# What's the condition of the DTG textile printer



## kristywhy916 (Feb 7, 2007)

Hi everyone,

I finally saw the DTG machine on the trade show last couple weeks and saw their prints on the black color t-shirt, the colors looks quite sharp, but on the other colors t-shirts, such as white, green and yellows, the images looks so dusky. 
I am the beginner in the textile field and I would like to know DTG printer is it stable enough to print on the black color t-shirt? Also, I heard from my friend that the white ink is very easy to clog the print head, the white ink very unstable and need to change the print head very often.
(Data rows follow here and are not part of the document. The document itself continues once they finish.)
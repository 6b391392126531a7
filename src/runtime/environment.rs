use std::cell::RefCell;
use std::fmt;
use std::rc::Rc;

use indexmap::IndexMap;

use crate::runtime::error::RuntimeError;
use crate::runtime::value::Value;

/// Chain of variable frames.
///
/// Frames are reference counted so that pointers to variables keep their
/// frame alive after the owning call or block has finished.
#[derive(Clone, Default)]
pub struct Environment {
    frame: Rc<RefCell<Frame>>,
}

#[derive(Default)]
struct Frame {
    values: IndexMap<String, Value>,
    parent: Option<Environment>,
}

impl Environment {
    pub fn new() -> Self {
        Self::default()
    }

    pub fn child(&self) -> Self {
        Self {
            frame: Rc::new(RefCell::new(Frame {
                values: IndexMap::new(),
                parent: Some(self.clone()),
            })),
        }
    }

    pub fn parent(&self) -> Option<Environment> {
        self.frame.borrow().parent.clone()
    }

    /// Binds `name` in this frame, shadowing any outer binding.
    pub fn define(&self, name: impl Into<String>, value: Value) {
        self.frame.borrow_mut().values.insert(name.into(), value);
    }

    pub fn get_local(&self, name: &str) -> Option<Value> {
        self.frame.borrow().values.get(name).cloned()
    }

    pub fn get(&self, name: &str) -> Result<Value, RuntimeError> {
        self.resolve(name)?
            .get_local(name)
            .ok_or_else(|| undefined(name))
    }

    /// Nearest frame, starting at this one, that defines `name`.
    pub fn resolve(&self, name: &str) -> Result<Environment, RuntimeError> {
        let mut current = Some(self.clone());
        while let Some(environment) = current {
            if environment.frame.borrow().values.contains_key(name) {
                return Ok(environment);
            }
            current = environment.parent();
        }
        Err(undefined(name))
    }

    /// Overwrites the nearest existing binding of `name`, or defines it in
    /// this frame when no frame on the chain has it.
    pub fn assign(&self, name: &str, value: Value) {
        match self.resolve(name) {
            Ok(owner) => owner.define(name, value),
            Err(_) => self.define(name, value),
        }
    }

    pub fn ptr_eq(&self, other: &Environment) -> bool {
        Rc::ptr_eq(&self.frame, &other.frame)
    }

    pub fn depth(&self) -> usize {
        let mut depth = 0;
        let mut current = self.parent();
        while let Some(environment) = current {
            depth += 1;
            current = environment.parent();
        }
        depth
    }
}

fn undefined(name: &str) -> RuntimeError {
    RuntimeError::UndefinedVariable {
        name: name.to_string(),
    }
}

// Frames can reach themselves through pointer values, so only the local names
// are printed.
impl fmt::Debug for Environment {
    fn fmt(&self, f: &mut fmt::Formatter<'_>) -> fmt::Result {
        let frame = self.frame.borrow();
        f.debug_struct("Environment")
            .field("names", &frame.values.keys().collect::<Vec<_>>())
            .field("depth", &self.depth())
            .finish()
    }
}

#[cfg(test)]
mod tests {
    use super::*;

    #[test]
    fn lookup_walks_outward() {
        let global = Environment::new();
        global.define("a", Value::Integer(1));
        let inner = global.child().child();
        assert_eq!(inner.get("a"), Ok(Value::Integer(1)));
        assert!(inner.resolve("a").expect("resolved").ptr_eq(&global));
        assert_eq!(
            inner.get("missing"),
            Err(RuntimeError::UndefinedVariable {
                name: "missing".to_string()
            })
        );
    }

    #[test]
    fn define_shadows_and_assign_updates_owner() {
        let global = Environment::new();
        global.define("a", Value::Integer(1));
        let inner = global.child();

        inner.assign("a", Value::Integer(2));
        assert_eq!(global.get("a"), Ok(Value::Integer(2)));

        inner.define("a", Value::Integer(3));
        assert_eq!(inner.get("a"), Ok(Value::Integer(3)));
        assert_eq!(global.get("a"), Ok(Value::Integer(2)));

        inner.assign("fresh", Value::Integer(4));
        assert_eq!(inner.get_local("fresh"), Some(Value::Integer(4)));
        assert_eq!(global.get_local("fresh"), None);
    }

    #[test]
    fn depth_counts_parents() {
        let global = Environment::new();
        assert_eq!(global.depth(), 0);
        assert_eq!(global.child().child().depth(), 2);
    }
}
Is that right?
Is the print head expensive and what print head is DTG using?
Anyone can help? or anybody whose are using the DTG right now and give me some opinions? 
Thank you. 

Yours Sincerely,
Mike


----------



## csquared (Sep 8, 2006)

well the original kiosk is using a printhead that cost around 250 USD, it is the same printhead that the T-jet/2 uses and I have had no clogging issues but I have heard of a couple people with them.


----------



## Gordz (Apr 29, 2007)

The DTG kit is pretty stable. White ink needs a pre treatment to be applied to the fabric to prevent the pigment from sinking into the fabric, the pre treat causes the white ink to go to a jelly like state extremely fast.

If you allow the printhead to touch a pretreated garment the white nozzles will block and you will need to replace the printhead. If you follow the simple care routine you should have no problems with your DTG at all. Clogging can happen if the white ink is allowed to 'settle' for too long. 

Clogs can normaly be cleared with head cleans.


----------